Notre situation était un peu étrange : nous habitions ensemble, tout en nous comportant comme de simples collègues. Les visiteurs croyaient que nous formions un couple, et dans un certain sens, c'était vrai. Je faisais semblant de trouver notre relation un peu spéciale parfaitement naturelle. Elle de son côté n'en parlait jamais, ne paraissant pas craindre de dormir sous le même toit qu'un homme qu'elle ne connaissait finalement pas très bien. Avait elle senti, deviné, que je me rangeais dans la catégorie des hommes patients et relativement maitres de leurs pulsions ? La fameuse intuition féminine ? Au bout de quelques semaines je constatais qu'elle commençait à prendre ses aises. Le soir, elle n'hésitait plus à aller regarder un film en pyjama, en ma présence.

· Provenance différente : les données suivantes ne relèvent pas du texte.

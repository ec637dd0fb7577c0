//! Wire messages between content frames and the controller.

use crate::error::Result;
use crate::event::{FrameEvent, KeyEvent};
use crate::id::FrameId;
use crate::links::LocalLink;
use crate::report::GeometryReport;
use serde::{Deserialize, Serialize};

/// Which elements frames should report in follow mode.
#[derive(Debug, Clone, Copy, PartialEq, Eq, Default, Serialize, Deserialize)]
#[serde(rename_all = "lowercase")]
pub enum FollowFilter {
    #[default]
    All,
    Links,
    Inputs,
    Media,
}

/// Frame → controller.
#[derive(Debug, Clone, PartialEq, Serialize, Deserialize)]
#[serde(tag = "type", rename_all = "kebab-case")]
pub enum Inbound {
    ReportGeometry(GeometryReport),
    ReportLinks {
        frame_id: FrameId,
        #[serde(default)]
        links: Vec<LocalLink>,
    },
    ReportEvent {
        frame_id: FrameId,
        event: FrameEvent,
    },
}

impl Inbound {
    pub fn from_json(text: &str) -> Result<Self> {
        Ok(serde_json::from_str(text)?)
    }

    /// The frame that sent this message.
    pub fn frame_id(&self) -> FrameId {
        match self {
            Inbound::ReportGeometry(report) => report.frame_id,
            Inbound::ReportLinks { frame_id, .. } | Inbound::ReportEvent { frame_id, .. } => *frame_id,
        }
    }
}

/// Controller → frame.
#[derive(Debug, Clone, PartialEq, Serialize, Deserialize)]
#[serde(tag = "type", rename_all = "kebab-case")]
pub enum Outbound {
    /// A synthetic event in the receiving frame's local space.
    DeliverEvent { event: FrameEvent },
    /// Lightweight copy of a key event already sent through the native
    /// pipeline, for frame-local listeners.
    KeyNotification { event: KeyEvent },
    StartFollowMode { filter: FollowFilter },
    StopFollowMode,
}

#[cfg(test)]
mod tests {
    use super::*;

    #[test]
    fn inbound_geometry_decodes() {
        let msg = Inbound::from_json(
            r#"{"type":"report-geometry","frame_id":"1-1","url":"https://root.test/",
                "subframes":[{"url":"https://child.test/",
                              "rect":{"x":100.0,"y":50.0,"w":300.0,"h":200.0},
                              "viewport":{"width":800.0,"height":600.0}}]}"#,
        )
        .unwrap();
        let Inbound::ReportGeometry(report) = &msg else {
            panic!("wrong variant");
        };
        assert_eq!(report.subframes.len(), 1);
        assert_eq!(msg.frame_id(), FrameId::new(1, 1));
    }

    #[test]
    fn garbage_is_a_decode_error() {
        let err = Inbound::from_json(r#"{"type":"report-nothing"}"#).unwrap_err();
        assert!(matches!(err, crate::FrameError::Decode(_)));
    }

    #[test]
    fn outbound_is_tagged() {
        let json = serde_json::to_string(&Outbound::StopFollowMode).unwrap();
        assert_eq!(json, r#"{"type":"stop-follow-mode"}"#);
    }
}
//! Rune frame router configuration
//!
//! This crate provides centralized configuration for the frame router,
//! loading settings from `rune.toml` with environment variable overrides.

use serde::{Deserialize, Serialize};
use std::path::{Path, PathBuf};
use thiserror::Error;

/// Errors raised while loading configuration.
#[derive(Error, Debug)]
pub enum ConfigError {
    /// The configuration file could not be read.
    #[error("failed to read config file {path}: {source}")]
    Read {
        path: PathBuf,
        #[source]
        source: std::io::Error,
    },

    /// The configuration file is not valid TOML for [`RuneConfig`].
    #[error("failed to parse config file {path}: {source}")]
    Parse {
        path: PathBuf,
        #[source]
        source: toml::de::Error,
    },
}

/// Main configuration structure for the frame router
#[derive(Debug, Clone, Serialize, Deserialize, Default, PartialEq)]
#[serde(default)]
pub struct RuneConfig {
    /// Spatial routing settings
    pub routing: RoutingConfig,
    /// Frame registry settings
    pub registry: RegistryConfig,
    /// Follow-mode link aggregation settings
    pub links: LinkConfig,
    /// Diagnostic channel settings
    pub diagnostics: DiagnosticsConfig,
}

/// How the hit-tester chooses between several frames containing a point.
#[derive(Debug, Clone, Copy, PartialEq, Eq, Serialize, Deserialize, Default)]
#[serde(rename_all = "lowercase")]
pub enum TieBreak {
    /// Smallest width wins; approximates the innermost frame.
    #[default]
    Narrowest,
    /// Most ancestors wins; narrower width breaks remaining ties.
    Deepest,
}

impl TieBreak {
    /// Parse a tie-break name as used in `rune.toml` and the environment.
    pub fn parse(value: &str) -> Option<Self> {
        match value.trim().to_ascii_lowercase().as_str() {
            "narrowest" => Some(Self::Narrowest),
            "deepest" => Some(Self::Deepest),
            _ => None,
        }
    }
}

/// Spatial routing configuration
#[derive(Debug, Clone, Serialize, Deserialize, Default, PartialEq)]
#[serde(default)]
pub struct RoutingConfig {
    /// Tie-break policy for nested frames containing the same point
    pub tie_break: TieBreak,
}

/// Frame registry configuration
#[derive(Debug, Clone, Serialize, Deserialize, PartialEq)]
#[serde(default)]
pub struct RegistryConfig {
    /// Reject reports with negative or non-finite sizes
    pub strict_validation: bool,
    /// Upper bound on parent hops when walking a frame chain
    pub max_depth: usize,
    /// Drop records of frames the host no longer enumerates when follow mode starts
    pub prune_on_follow: bool,
}

/// Link aggregation configuration
#[derive(Debug, Clone, Serialize, Deserialize, PartialEq)]
#[serde(default)]
pub struct LinkConfig {
    /// Drop links positioned outside their frame's usable rectangle
    pub clip_to_usable: bool,
}

/// Diagnostic channel configuration
#[derive(Debug, Clone, Serialize, Deserialize, PartialEq)]
#[serde(default)]
pub struct DiagnosticsConfig {
    /// Forward diagnostics to the host notification surface
    pub notify: bool,
    /// Verbose tracing categories (`frames`, or `all` for everything)
    pub categories: Vec<String>,
}

impl DiagnosticsConfig {
    /// Whether verbose tracing was requested for `category`.
    pub fn enabled(&self, category: &str) -> bool {
        self.categories
            .iter()
            .any(|c| c == "all" || c.eq_ignore_ascii_case(category))
    }
}

impl Default for RegistryConfig {
    fn default() -> Self {
        Self {
            strict_validation: false,
            max_depth: 64,
            prune_on_follow: true,
        }
    }
}

impl Default for LinkConfig {
    fn default() -> Self {
        Self {
            clip_to_usable: true,
        }
    }
}

impl Default for DiagnosticsConfig {
    fn default() -> Self {
        Self {
            notify: true,
            categories: Vec::new(),
        }
    }
}

fn parse_flag(val: &str) -> bool {
    val == "1" || val.eq_ignore_ascii_case("true")
}

impl RuneConfig {
    /// Load configuration from a TOML file
    pub fn load_from_file<P: AsRef<Path>>(path: P) -> Result<Self, ConfigError> {
        let path = path.as_ref();
        let content = std::fs::read_to_string(path).map_err(|source| ConfigError::Read {
            path: path.to_path_buf(),
            source,
        })?;

        toml::from_str(&content).map_err(|source| ConfigError::Parse {
            path: path.to_path_buf(),
            source,
        })
    }

    /// Load configuration from the default location (rune.toml in the current directory)
    /// or return default configuration if file doesn't exist
    pub fn load_or_default() -> Self {
        Self::load_from_file("rune.toml").unwrap_or_default()
    }

    /// Merge configuration with environment variables
    ///
    /// Environment variables take precedence over configuration file values.
    pub fn merge_with_env(&mut self) {
        if let Ok(val) = std::env::var("RUNE_FRAMES_TIE_BREAK") {
            if let Some(tie_break) = TieBreak::parse(&val) {
                self.routing.tie_break = tie_break;
            }
        }

        if let Ok(val) = std::env::var("RUNE_FRAMES_STRICT") {
            self.registry.strict_validation = parse_flag(&val);
        }
        if let Ok(val) = std::env::var("RUNE_FRAMES_MAX_DEPTH") {
            if let Ok(depth) = val.parse::<usize>() {
                self.registry.max_depth = depth;
            }
        }
        if let Ok(val) = std::env::var("RUNE_FRAMES_PRUNE") {
            self.registry.prune_on_follow = parse_flag(&val);
        }

        if let Ok(val) = std::env::var("RUNE_FRAMES_CLIP_LINKS") {
            self.links.clip_to_usable = parse_flag(&val);
        }

        if let Ok(val) = std::env::var("RUNE_FRAMES_NOTIFY") {
            self.diagnostics.notify = parse_flag(&val);
        }
        if let Ok(val) = std::env::var("RUNE_DIAGNOSTICS") {
            self.diagnostics.categories = val
                .split(',')
                .map(|s| s.trim().to_ascii_lowercase())
                .filter(|s| !s.is_empty())
                .collect();
        }
    }

    /// Load configuration with environment variable overrides
    ///
    /// 1. Load from rune.toml (or use defaults if not found)
    /// 2. Override with environment variables if present
    pub fn load() -> Self {
        let mut config = Self::load_or_default();
        config.merge_with_env();
        config
    }

    /// Same as [`RuneConfig::load`], but reading an explicit file.
    pub fn load_path<P: AsRef<Path>>(path: P) -> Result<Self, ConfigError> {
        let mut config = Self::load_from_file(path)?;
        config.merge_with_env();
        Ok(config)
    }
}
//! Free-text diagnostics for the controller's notification surface.

/// Buffer of diagnostics produced during one unit of work.
///
/// Nothing here is fatal; entries are drained to the host after each
/// inbound message or controller call.
#[derive(Debug, Default)]
pub struct Diagnostics {
    entries: Vec<String>,
    trace_routing: bool,
}

impl Diagnostics {
    /// `trace_routing` echoes every routing decision at info level, as
    /// requested by the `frames` diagnostics category.
    pub fn new(trace_routing: bool) -> Self {
        Self {
            entries: Vec::new(),
            trace_routing,
        }
    }

    pub fn traces_routing(&self) -> bool {
        self.trace_routing
    }

    pub fn push(&mut self, message: impl Into<String>) {
        let message = message.into();
        tracing::warn!(diagnostic = %message, "frame router diagnostic");
        self.entries.push(message);
    }

    pub fn is_empty(&self) -> bool {
        self.entries.is_empty()
    }

    pub fn len(&self) -> usize {
        self.entries.len()
    }

    pub fn drain(&mut self) -> std::vec::Drain<'_, String> {
        self.entries.drain(..)
    }
}

#[cfg(test)]
mod tests {
    use super::*;

    #[test]
    fn drain_empties_the_buffer() {
        let mut diagnostics = Diagnostics::new(false);
        diagnostics.push("first");
        diagnostics.push(String::from("second"));
        assert_eq!(diagnostics.len(), 2);
        assert_eq!(diagnostics.drain().collect::<Vec<_>>(), vec!["first", "second"]);
        assert!(diagnostics.is_empty());
        assert!(!diagnostics.traces_routing());
    }
}
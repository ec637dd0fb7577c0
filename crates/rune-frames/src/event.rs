//! Typed input events exchanged with content frames.
//!
//! Each kind carries exactly the position fields it needs, so translating
//! between frame-local and window-absolute space is a single exhaustive
//! match instead of patching arbitrary payload fields.

use crate::geometry::Point;
use serde::{Deserialize, Serialize};

#[derive(Debug, Clone, Copy, PartialEq, Eq, Default, Serialize, Deserialize)]
#[serde(rename_all = "lowercase")]
pub enum MouseButton {
    #[default]
    Left,
    Middle,
    Right,
}

/// Modifier keys state.
#[derive(Debug, Clone, Copy, PartialEq, Eq, Default, Serialize, Deserialize)]
#[serde(default)]
pub struct Modifiers {
    pub shift: bool,
    pub ctrl: bool,
    pub alt: bool,
    pub meta: bool,
}

#[derive(Debug, Clone, Copy, PartialEq, Eq, Default, Serialize, Deserialize)]
#[serde(rename_all = "lowercase")]
pub enum KeyEventKind {
    #[default]
    Down,
    Up,
    Char,
}

/// Keyboard event for the native input pipeline.
#[derive(Debug, Clone, PartialEq, Eq, Serialize, Deserialize)]
pub struct KeyEvent {
    /// DOM key name, e.g. `"Enter"` or `"a"`.
    pub key: String,
    #[serde(default)]
    pub key_code: u32,
    #[serde(default, skip_serializing_if = "Option::is_none")]
    pub char: Option<char>,
    #[serde(default)]
    pub phase: KeyEventKind,
    #[serde(default)]
    pub modifiers: Modifiers,
}

impl KeyEvent {
    pub fn down(key: impl Into<String>) -> Self {
        Self {
            key: key.into(),
            key_code: 0,
            char: None,
            phase: KeyEventKind::Down,
            modifiers: Modifiers::default(),
        }
    }
}

fn one() -> u32 {
    1
}

/// An event bound to one frame, with positions in that frame's space.
#[derive(Debug, Clone, PartialEq, Serialize, Deserialize)]
#[serde(tag = "kind", rename_all = "kebab-case")]
pub enum FrameEvent {
    Click {
        #[serde(default)]
        button: MouseButton,
        at: Point,
        #[serde(default = "one")]
        click_count: u32,
        #[serde(default)]
        modifiers: Modifiers,
    },
    MouseDown {
        #[serde(default)]
        button: MouseButton,
        at: Point,
        #[serde(default)]
        modifiers: Modifiers,
    },
    MouseUp {
        #[serde(default)]
        button: MouseButton,
        at: Point,
        #[serde(default)]
        modifiers: Modifiers,
    },
    MouseMove {
        at: Point,
    },
    MouseEnter {
        at: Point,
    },
    MouseLeave {
        at: Point,
    },
    ContextMenu {
        at: Point,
        /// Target URL when the menu opens over a link.
        #[serde(default, skip_serializing_if = "Option::is_none")]
        link: Option<String>,
    },
    Scroll {
        at: Point,
        #[serde(default)]
        delta_x: f64,
        #[serde(default)]
        delta_y: f64,
    },
    SelectionSpan {
        start: Point,
        end: Point,
        #[serde(default, skip_serializing_if = "Option::is_none")]
        text: Option<String>,
    },
    Drag {
        #[serde(default)]
        button: MouseButton,
        start: Point,
        end: Point,
    },
    /// Replace the word under `at` in an editable field, e.g. a spelling fix.
    InputCorrection {
        at: Point,
        replacement: String,
    },
    Key(KeyEvent),
}

impl FrameEvent {
    pub fn click(x: f64, y: f64) -> Self {
        FrameEvent::Click {
            button: MouseButton::Left,
            at: Point::new(x, y),
            click_count: 1,
            modifiers: Modifiers::default(),
        }
    }

    /// Stable kind name, matching the serde tag.
    pub fn kind(&self) -> &'static str {
        match self {
            FrameEvent::Click { .. } => "click",
            FrameEvent::MouseDown { .. } => "mouse-down",
            FrameEvent::MouseUp { .. } => "mouse-up",
            FrameEvent::MouseMove { .. } => "mouse-move",
            FrameEvent::MouseEnter { .. } => "mouse-enter",
            FrameEvent::MouseLeave { .. } => "mouse-leave",
            FrameEvent::ContextMenu { .. } => "context-menu",
            FrameEvent::Scroll { .. } => "scroll",
            FrameEvent::SelectionSpan { .. } => "selection-span",
            FrameEvent::Drag { .. } => "drag",
            FrameEvent::InputCorrection { .. } => "input-correction",
            FrameEvent::Key(_) => "key",
        }
    }

    /// The point used for hit-testing; the start point for spans.
    pub fn anchor(&self) -> Option<Point> {
        match self {
            FrameEvent::Click { at, .. }
            | FrameEvent::MouseDown { at, .. }
            | FrameEvent::MouseUp { at, .. }
            | FrameEvent::MouseMove { at }
            | FrameEvent::MouseEnter { at }
            | FrameEvent::MouseLeave { at }
            | FrameEvent::ContextMenu { at, .. }
            | FrameEvent::Scroll { at, .. }
            | FrameEvent::InputCorrection { at, .. } => Some(*at),
            FrameEvent::SelectionSpan { start, .. } | FrameEvent::Drag { start, .. } => Some(*start),
            FrameEvent::Key(_) => None,
        }
    }

    pub fn is_positional(&self) -> bool {
        self.anchor().is_some()
    }

    /// Apply `f` to every position field. Deltas and payloads are untouched.
    pub fn map_points(&mut self, f: impl Fn(Point) -> Point) {
        match self {
            FrameEvent::Click { at, .. }
            | FrameEvent::MouseDown { at, .. }
            | FrameEvent::MouseUp { at, .. }
            | FrameEvent::MouseMove { at }
            | FrameEvent::MouseEnter { at }
            | FrameEvent::MouseLeave { at }
            | FrameEvent::ContextMenu { at, .. }
            | FrameEvent::Scroll { at, .. }
            | FrameEvent::InputCorrection { at, .. } => *at = f(*at),
            FrameEvent::SelectionSpan { start, end, .. } | FrameEvent::Drag { start, end, .. } => {
                *start = f(*start);
                *end = f(*end);
            }
            FrameEvent::Key(_) => {}
        }
    }

    /// Shift every position by `offset`.
    pub fn offset_by(&mut self, offset: Point) {
        self.map_points(|p| p + offset);
    }
}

Elle me donnait l'impression de m'étudier en silence, sans en avoir l'air, en douceur, par petites touches successives. Sûrement me testait elle pour voir comment je réagissais dans telle situation. Derrière son apparente insouciance, à l'évidence elle se demandait si je ne nourrissais pas des arrières-pensées amoureuses à son endroit. Alors elle m'évaluait, se montrant un jour plus familière et souriante, pour voir comment je réagirais. Et comme je ne montrais aucun signe de fébrilité passionnelle, elle se détendait progressivement. Moi de mon côté, tant qu'elle était restée plutôt distante, je demeurais globalement de marbre. Mais la voir à côté de moi toute une soirée eu pyjama commença à m'agiter. Sans compter qu'elle s'abandonnait de plus en plus à son bonheur de se retrouver dans ce cadre.